Discussion in 'Sportsmen & women' started by liverpool annie, May 10, 2009.

  1. liverpool annie

    liverpool annie New Member

    In Memory of
    Lieutenant FRANCIS NATHANIEL TARR

    1st/4th Bn., Leicestershire Regiment
    who died age 27
    on 18 July 1915
    Son of Frederick and Emma Tarr, of Leicester.

    Remembered with honour
    RAILWAY DUGOUTS BURIAL GROUND

    1907 Oxford University XV with Clifton RFC player and Oxford University captain Worthington Wynn Hoskin. Vassall (1 cap Blackheath 1908) , Tarr (4 caps Leicester 1909-13) and Williamson (5 caps Oxford University 1908-09), went on to play for England, he was also from St.Andrews College as was Hoskin and Cronje. Hodges (2 caps Nottingham 1906) and Roberts (3 caps Harlequins 1907-08) had already played for England. Martin (5 caps Edinburgh Academicals 1908-09) and Cunningham (8 caps Oxford University 1908-11) went on to play for Scotland. Davies (1 cap Llannelli 1907) was already a Welsh international. Henry Holland Vassall was nephew of the ex England captain Harry Vassall (who scored a hattrick on his debut for England). Oxford won the 1907 Varsity match 17-0.

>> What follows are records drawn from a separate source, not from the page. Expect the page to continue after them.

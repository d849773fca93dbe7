//! Writes a small synthetic snapshot in the dataset layout so the viewer can
//! run without the real download:
//!
//! ```text
//! cargo run --bin generate_sample [DATAROOT]   # default: v1.0-mini
//! cargo run
//! ```

use std::fs;
use std::path::{Path, PathBuf};

use anyhow::{Context, Result};
use image::{Rgb, RgbImage};
use nalgebra::{Isometry3, Point3, Quaternion, Translation3, UnitQuaternion};
use serde_json::{json, Value};

const VERSION: &str = "v1.0-mini";
const FRAMES: usize = 12;
const EGO_SPEED: f64 = 2.5; // metres per frame
const CAMERA_SIZE: (u32, u32) = (1600, 900);

const LIDAR_TRANSLATION: [f64; 3] = [0.985, 0.0, 1.84];
const LIDAR_ROTATION: [f64; 4] = [0.706_749, -0.015_300, 0.017_144, -0.707_084];
const CAMERA_TRANSLATION: [f64; 3] = [1.704, 0.016, 1.511];
const CAMERA_ROTATION: [f64; 4] = [0.5, -0.5, 0.5, -0.5];
const CAMERA_INTRINSIC: [[f64; 3]; 3] = [
    [1266.4, 0.0, 816.3],
    [0.0, 1266.4, 491.5],
    [0.0, 0.0, 1.0],
];

/// Parked or moving objects in the global frame: (category, x, y, yaw, size w/l/h, speed).
const OBJECTS: [(&str, f64, f64, f64, [f64; 3], f64); 5] = [
    ("vehicle.car", 18.0, -3.5, 0.0, [1.9, 4.6, 1.6], 1.5),
    ("vehicle.car", 35.0, 3.5, std::f64::consts::PI, [1.9, 4.4, 1.5], 2.0),
    ("vehicle.truck", 28.0, -7.0, 0.0, [2.6, 9.0, 3.4], 0.0),
    ("human.pedestrian.adult", 12.0, 6.0, 1.2, [0.7, 0.7, 1.8], 0.4),
    ("movable_object.trafficcone", 8.0, -2.0, 0.0, [0.4, 0.4, 0.8], 0.0),
];

/// Minimal deterministic PRNG (xoshiro256**)
struct SimpleRng {
    state: [u64; 4],
}

impl SimpleRng {
    fn new(seed: u64) -> Self {
        let mut s = [0u64; 4];
        let mut x = seed;
        for slot in &mut s {
            x = x.wrapping_mul(6364136223846793005).wrapping_add(1);
            *slot = x;
        }
        SimpleRng { state: s }
    }

    fn next_u64(&mut self) -> u64 {
        let result = (self.state[1].wrapping_mul(5))
            .rotate_left(7)
            .wrapping_mul(9);
        let t = self.state[1] << 17;
        self.state[2] ^= self.state[0];
        self.state[3] ^= self.state[1];
        self.state[1] ^= self.state[2];
        self.state[0] ^= self.state[3];
        self.state[2] ^= t;
        self.state[3] = self.state[3].rotate_left(45);
        result
    }

    fn next_f64(&mut self) -> f64 {
        (self.next_u64() >> 11) as f64 / (1u64 << 53) as f64
    }

    fn uniform(&mut self, lo: f64, hi: f64) -> f64 {
        lo + (hi - lo) * self.next_f64()
    }
}

fn pose(translation: [f64; 3], rotation: [f64; 4]) -> Isometry3<f64> {
    let [w, x, y, z] = rotation;
    Isometry3::from_parts(
        Translation3::new(translation[0], translation[1], translation[2]),
        UnitQuaternion::from_quaternion(Quaternion::new(w, x, y, z)),
    )
}

fn yaw_quaternion(yaw: f64) -> [f64; 4] {
    [(yaw / 2.0).cos(), 0.0, 0.0, (yaw / 2.0).sin()]
}

/// Global position of object `k` at frame `i`.
fn object_at(k: usize, i: usize) -> ([f64; 3], f64) {
    let (_, x, y, yaw, size, speed) = OBJECTS[k];
    let t = i as f64 * speed;
    ([x + t * yaw.cos(), y + t * yaw.sin(), size[2] / 2.0], yaw)
}

/// One sweep in the LiDAR sensor frame: a ground disc plus box surfaces.
fn lidar_sweep(rng: &mut SimpleRng, frame: usize, ego: &Isometry3<f64>) -> Vec<u8> {
    let sensor_from_ego = pose(LIDAR_TRANSLATION, LIDAR_ROTATION).inverse();
    let sensor_from_global = sensor_from_ego * ego.inverse();
    let mut bytes = Vec::new();
    let mut push = |p: Point3<f64>, intensity: f32, ring: f32| {
        for v in [p.x as f32, p.y as f32, p.z as f32, intensity, ring] {
            bytes.extend_from_slice(&v.to_le_bytes());
        }
    };

    for ring in 0..32 {
        let radius = 3.0 + ring as f64 * 1.4;
        for step in 0..360 {
            let angle = (step as f64).to_radians();
            let ground = Point3::new(
                radius * angle.cos(),
                radius * angle.sin(),
                rng.uniform(-0.05, 0.05),
            );
            push(sensor_from_ego * ground, rng.uniform(0.0, 30.0) as f32, ring as f32);
        }
    }

    for k in 0..OBJECTS.len() {
        let (_, _, _, _, [w, l, h], _) = OBJECTS[k];
        let ([x, y, z], yaw) = object_at(k, frame);
        let obj = pose([x, y, z], yaw_quaternion(yaw));
        for _ in 0..400 {
            let local = Point3::new(
                rng.uniform(-l / 2.0, l / 2.0),
                if rng.next_f64() < 0.5 { -w / 2.0 } else { w / 2.0 },
                rng.uniform(-h / 2.0, h / 2.0),
            );
            push(sensor_from_global * (obj * local), 60.0, 0.0);
        }
    }
    bytes
}

/// Sky over road, a plain backdrop for the box overlay.
fn camera_image(frame: usize) -> RgbImage {
    let (w, h) = CAMERA_SIZE;
    RgbImage::from_fn(w, h, |x, y| {
        if y < h / 2 {
            let t = y as f32 / (h / 2) as f32;
            Rgb([(120.0 + 60.0 * t) as u8, (170.0 + 40.0 * t) as u8, 230])
        } else {
            let stripe = (x / 40 + frame as u32) % 2 == 0 && (x as i64 - w as i64 / 2).abs() < 12;
            if stripe {
                Rgb([230, 230, 210])
            } else {
                Rgb([70, 70, 75])
            }
        }
    })
}

fn write_table(table_root: &Path, name: &str, rows: Vec<Value>) -> Result<()> {
    let path = table_root.join(format!("{name}.json"));
    let text = serde_json::to_string_pretty(&Value::Array(rows))?;
    fs::write(&path, text).with_context(|| format!("writing {}", path.display()))
}

fn main() -> Result<()> {
    let dataroot = std::env::args()
        .nth(1)
        .map(PathBuf::from)
        .unwrap_or_else(|| PathBuf::from(VERSION));
    let table_root = dataroot.join(VERSION);
    for dir in [
        table_root.clone(),
        dataroot.join("samples/LIDAR_TOP"),
        dataroot.join("samples/CAM_FRONT"),
    ] {
        fs::create_dir_all(&dir).with_context(|| format!("creating {}", dir.display()))?;
    }

    let mut rng = SimpleRng::new(42);
    let token = |kind: &str, i: usize| format!("{kind}-{i:04}");

    let mut samples = Vec::new();
    let mut sample_data = Vec::new();
    let mut ego_poses = Vec::new();
    let mut annotations = Vec::new();

    for i in 0..FRAMES {
        let timestamp = 1_532_402_927_647_951i64 + i as i64 * 500_000;
        let ego_translation = [i as f64 * EGO_SPEED, 0.0, 0.0];
        let ego = pose(ego_translation, [1.0, 0.0, 0.0, 0.0]);

        samples.push(json!({
            "token": token("sample", i),
            "timestamp": timestamp,
            "prev": if i == 0 { String::new() } else { token("sample", i - 1) },
            "next": if i + 1 == FRAMES { String::new() } else { token("sample", i + 1) },
            "scene_token": "scene-0001",
        }));
        ego_poses.push(json!({
            "token": token("ego", i),
            "timestamp": timestamp,
            "translation": ego_translation,
            "rotation": [1.0, 0.0, 0.0, 0.0],
        }));

        let lidar_file = format!("samples/LIDAR_TOP/synthetic__LIDAR_TOP__{timestamp}.pcd.bin");
        fs::write(dataroot.join(&lidar_file), lidar_sweep(&mut rng, i, &ego))
            .with_context(|| format!("writing {lidar_file}"))?;
        let cam_file = format!("samples/CAM_FRONT/synthetic__CAM_FRONT__{timestamp}.jpg");
        camera_image(i)
            .save(dataroot.join(&cam_file))
            .with_context(|| format!("writing {cam_file}"))?;

        for (kind, cs, file, (w, h)) in [
            ("sd-lidar", "cs-lidar-top", lidar_file, (0, 0)),
            ("sd-cam", "cs-cam-front", cam_file, CAMERA_SIZE),
        ] {
            sample_data.push(json!({
                "token": token(kind, i),
                "sample_token": token("sample", i),
                "ego_pose_token": token("ego", i),
                "calibrated_sensor_token": cs,
                "timestamp": timestamp,
                "fileformat": if h == 0 { "pcd" } else { "jpg" },
                "is_key_frame": true,
                "width": w,
                "height": h,
                "filename": file,
            }));
        }

        for (k, object) in OBJECTS.iter().enumerate() {
            let (translation, yaw) = object_at(k, i);
            annotations.push(json!({
                "token": format!("ann-{k}-{i:04}"),
                "sample_token": token("sample", i),
                "instance_token": format!("instance-{k}"),
                "translation": translation,
                "size": object.4,
                "rotation": yaw_quaternion(yaw),
            }));
        }
    }

    let mut categories: Vec<&str> = OBJECTS.iter().map(|o| o.0).collect();
    categories.sort();
    categories.dedup();
    let category_token = |name: &str| format!("category-{}", name.replace('.', "-"));

    write_table(
        &table_root,
        "scene",
        vec![json!({
            "token": "scene-0001",
            "name": "scene-synthetic",
            "description": "Synthetic straight drive past parked and moving traffic",
            "nbr_samples": FRAMES,
            "first_sample_token": token("sample", 0),
            "last_sample_token": token("sample", FRAMES - 1),
        })],
    )?;
    write_table(&table_root, "sample", samples)?;
    write_table(&table_root, "sample_data", sample_data)?;
    write_table(&table_root, "ego_pose", ego_poses)?;
    write_table(&table_root, "sample_annotation", annotations)?;
    write_table(
        &table_root,
        "calibrated_sensor",
        vec![
            json!({
                "token": "cs-lidar-top",
                "sensor_token": "sensor-lidar-top",
                "translation": LIDAR_TRANSLATION,
                "rotation": LIDAR_ROTATION,
                "camera_intrinsic": [],
            }),
            json!({
                "token": "cs-cam-front",
                "sensor_token": "sensor-cam-front",
                "translation": CAMERA_TRANSLATION,
                "rotation": CAMERA_ROTATION,
                "camera_intrinsic": CAMERA_INTRINSIC,
            }),
        ],
    )?;
    write_table(
        &table_root,
        "sensor",
        vec![
            json!({ "token": "sensor-lidar-top", "channel": "LIDAR_TOP", "modality": "lidar" }),
            json!({ "token": "sensor-cam-front", "channel": "CAM_FRONT", "modality": "camera" }),
        ],
    )?;
    write_table(
        &table_root,
        "instance",
        (0..OBJECTS.len())
            .map(|k| {
                json!({
                    "token": format!("instance-{k}"),
                    "category_token": category_token(OBJECTS[k].0),
                })
            })
            .collect(),
    )?;
    write_table(
        &table_root,
        "category",
        categories
            .iter()
            .map(|name| json!({ "token": category_token(name), "name": name }))
            .collect(),
    )?;

    println!(
        "Wrote {FRAMES} frames ({} objects each) to {}",
        OBJECTS.len(),
        dataroot.display()
    );
    Ok(())
}
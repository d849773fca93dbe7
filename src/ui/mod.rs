pub mod camera;
pub mod panels;
pub mod plot;
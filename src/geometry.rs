use nalgebra::{Isometry3, Matrix3, Point3};

// ---------------------------------------------------------------------------
// Oriented 3D box
// ---------------------------------------------------------------------------

/// Edges between corner indices: front face, rear face, then the connectors.
pub const BOX_EDGES: [(usize, usize); 12] = [
    (0, 1),
    (1, 2),
    (2, 3),
    (3, 0),
    (4, 5),
    (5, 6),
    (6, 7),
    (7, 4),
    (0, 4),
    (1, 5),
    (2, 6),
    (3, 7),
];

/// The 8 corners of a box of `size` = (width, length, height) placed at `pose`.
///
/// x runs along the length (corners 0–3 are the front face), y along the
/// width, z along the height.
pub fn box_corners(pose: &Isometry3<f64>, size: &[f64; 3]) -> [Point3<f64>; 8] {
    const X: [f64; 8] = [1.0, 1.0, 1.0, 1.0, -1.0, -1.0, -1.0, -1.0];
    const Y: [f64; 8] = [1.0, -1.0, -1.0, 1.0, 1.0, -1.0, -1.0, 1.0];
    const Z: [f64; 8] = [1.0, 1.0, -1.0, -1.0, 1.0, 1.0, -1.0, -1.0];

    let [w, l, h] = *size;
    std::array::from_fn(|i| pose * Point3::new(l / 2.0 * X[i], w / 2.0 * Y[i], h / 2.0 * Z[i]))
}

// ---------------------------------------------------------------------------
// Pinhole projection
// ---------------------------------------------------------------------------

/// Project a camera-frame point to pixel coordinates (normalized by depth).
pub fn project(intrinsic: &Matrix3<f64>, p: &Point3<f64>) -> [f64; 2] {
    let v = intrinsic * p.coords;
    [v.x / v.z, v.y / v.z]
}

/// Whether any corner lands inside a `width` × `height` image with depth > 1 m.
pub fn any_corner_visible(
    intrinsic: &Matrix3<f64>,
    corners: &[Point3<f64>; 8],
    width: f64,
    height: f64,
) -> bool {
    corners.iter().any(|c| {
        let [u, v] = project(intrinsic, c);
        c.z > 1.0 && u > 0.0 && u < width && v > 0.0 && v < height
    })
}

/// Build a 3×3 matrix from a row-major nested list, `None` unless exactly 3×3.
pub fn matrix3_from_rows(rows: &[Vec<f64>]) -> Option<Matrix3<f64>> {
    if rows.len() != 3 || rows.iter().any(|r| r.len() != 3) {
        return None;
    }
    Some(Matrix3::from_fn(|r, c| rows[r][c]))
}

#[cfg(test)]
mod tests {
    use super::*;
    use approx::assert_relative_eq;
    use nalgebra::{Translation3, UnitQuaternion};

    #[test]
    fn test_box_corners_axis_aligned() {
        let pose = Isometry3::translation(10.0, 0.0, 1.0);
        let corners = box_corners(&pose, &[2.0, 4.0, 1.5]);

        // front-left-top
        assert_relative_eq!(corners[0], Point3::new(12.0, 1.0, 1.75), epsilon = 1e-12);
        // rear-right-bottom
        assert_relative_eq!(corners[6], Point3::new(8.0, -1.0, 0.25), epsilon = 1e-12);

        let front: f64 = corners[..4].iter().map(|c| c.x).sum::<f64>() / 4.0;
        let rear: f64 = corners[4..].iter().map(|c| c.x).sum::<f64>() / 4.0;
        assert!(front > rear);
    }

    #[test]
    fn test_box_corners_rotated() {
        let pose = Isometry3::from_parts(
            Translation3::identity(),
            UnitQuaternion::from_euler_angles(0.0, 0.0, std::f64::consts::FRAC_PI_2),
        );
        let corners = box_corners(&pose, &[2.0, 4.0, 2.0]);
        // Length now runs along +y.
        assert_relative_eq!(corners[0].y, 2.0, epsilon = 1e-12);
        assert_relative_eq!(corners[0].x, -1.0, epsilon = 1e-12);
    }

    #[test]
    fn test_project_principal_point() {
        let k = Matrix3::new(100.0, 0.0, 80.0, 0.0, 100.0, 45.0, 0.0, 0.0, 1.0);
        let [u, v] = project(&k, &Point3::new(0.0, 0.0, 5.0));
        assert_relative_eq!(u, 80.0);
        assert_relative_eq!(v, 45.0);

        let [u, v] = project(&k, &Point3::new(1.0, -0.5, 10.0));
        assert_relative_eq!(u, 90.0);
        assert_relative_eq!(v, 40.0);
    }

    #[test]
    fn test_visibility_requires_depth_and_bounds() {
        let k = Matrix3::new(100.0, 0.0, 80.0, 0.0, 100.0, 45.0, 0.0, 0.0, 1.0);

        let ahead = box_corners(&Isometry3::translation(0.0, 0.0, 10.0), &[1.0, 1.0, 1.0]);
        assert!(any_corner_visible(&k, &ahead, 160.0, 90.0));

        let behind = box_corners(&Isometry3::translation(0.0, 0.0, -10.0), &[1.0, 1.0, 1.0]);
        assert!(!any_corner_visible(&k, &behind, 160.0, 90.0));

        let too_close = box_corners(&Isometry3::translation(0.0, 0.0, 0.5), &[0.2, 0.2, 0.2]);
        assert!(!any_corner_visible(&k, &too_close, 160.0, 90.0));

        let off_to_side = box_corners(&Isometry3::translation(50.0, 0.0, 10.0), &[1.0, 1.0, 1.0]);
        assert!(!any_corner_visible(&k, &off_to_side, 160.0, 90.0));
    }

    #[test]
    fn test_matrix3_from_rows() {
        assert!(matrix3_from_rows(&[]).is_none());
        assert!(matrix3_from_rows(&[vec![1.0, 0.0], vec![0.0, 1.0]]).is_none());

        let m = matrix3_from_rows(&[
            vec![1.0, 2.0, 3.0],
            vec![4.0, 5.0, 6.0],
            vec![7.0, 8.0, 9.0],
        ])
        .unwrap();
        assert_eq!(m[(0, 2)], 3.0);
        assert_eq!(m[(2, 0)], 7.0);
    }
}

    Standing (L-R): Henry Edmunds Latham, Lawrence Cave Bencowe, Arthur Howard, Stephanus Nicholas Cronje, Hugh Martin, Francis Nathaniel Tarr. Sitting: Noel Willoughby Milton, Henry Holland ('Jumbo') Vassall, Harold Augustus Hodges, Worthington Wynn Hoskin (Captain), Randolph Stonehewer Wix, David B.Davies, Geoffrey Dorling ('Khaki') Roberts. On Ground: George Cunningham, Rupert Henry Williamson.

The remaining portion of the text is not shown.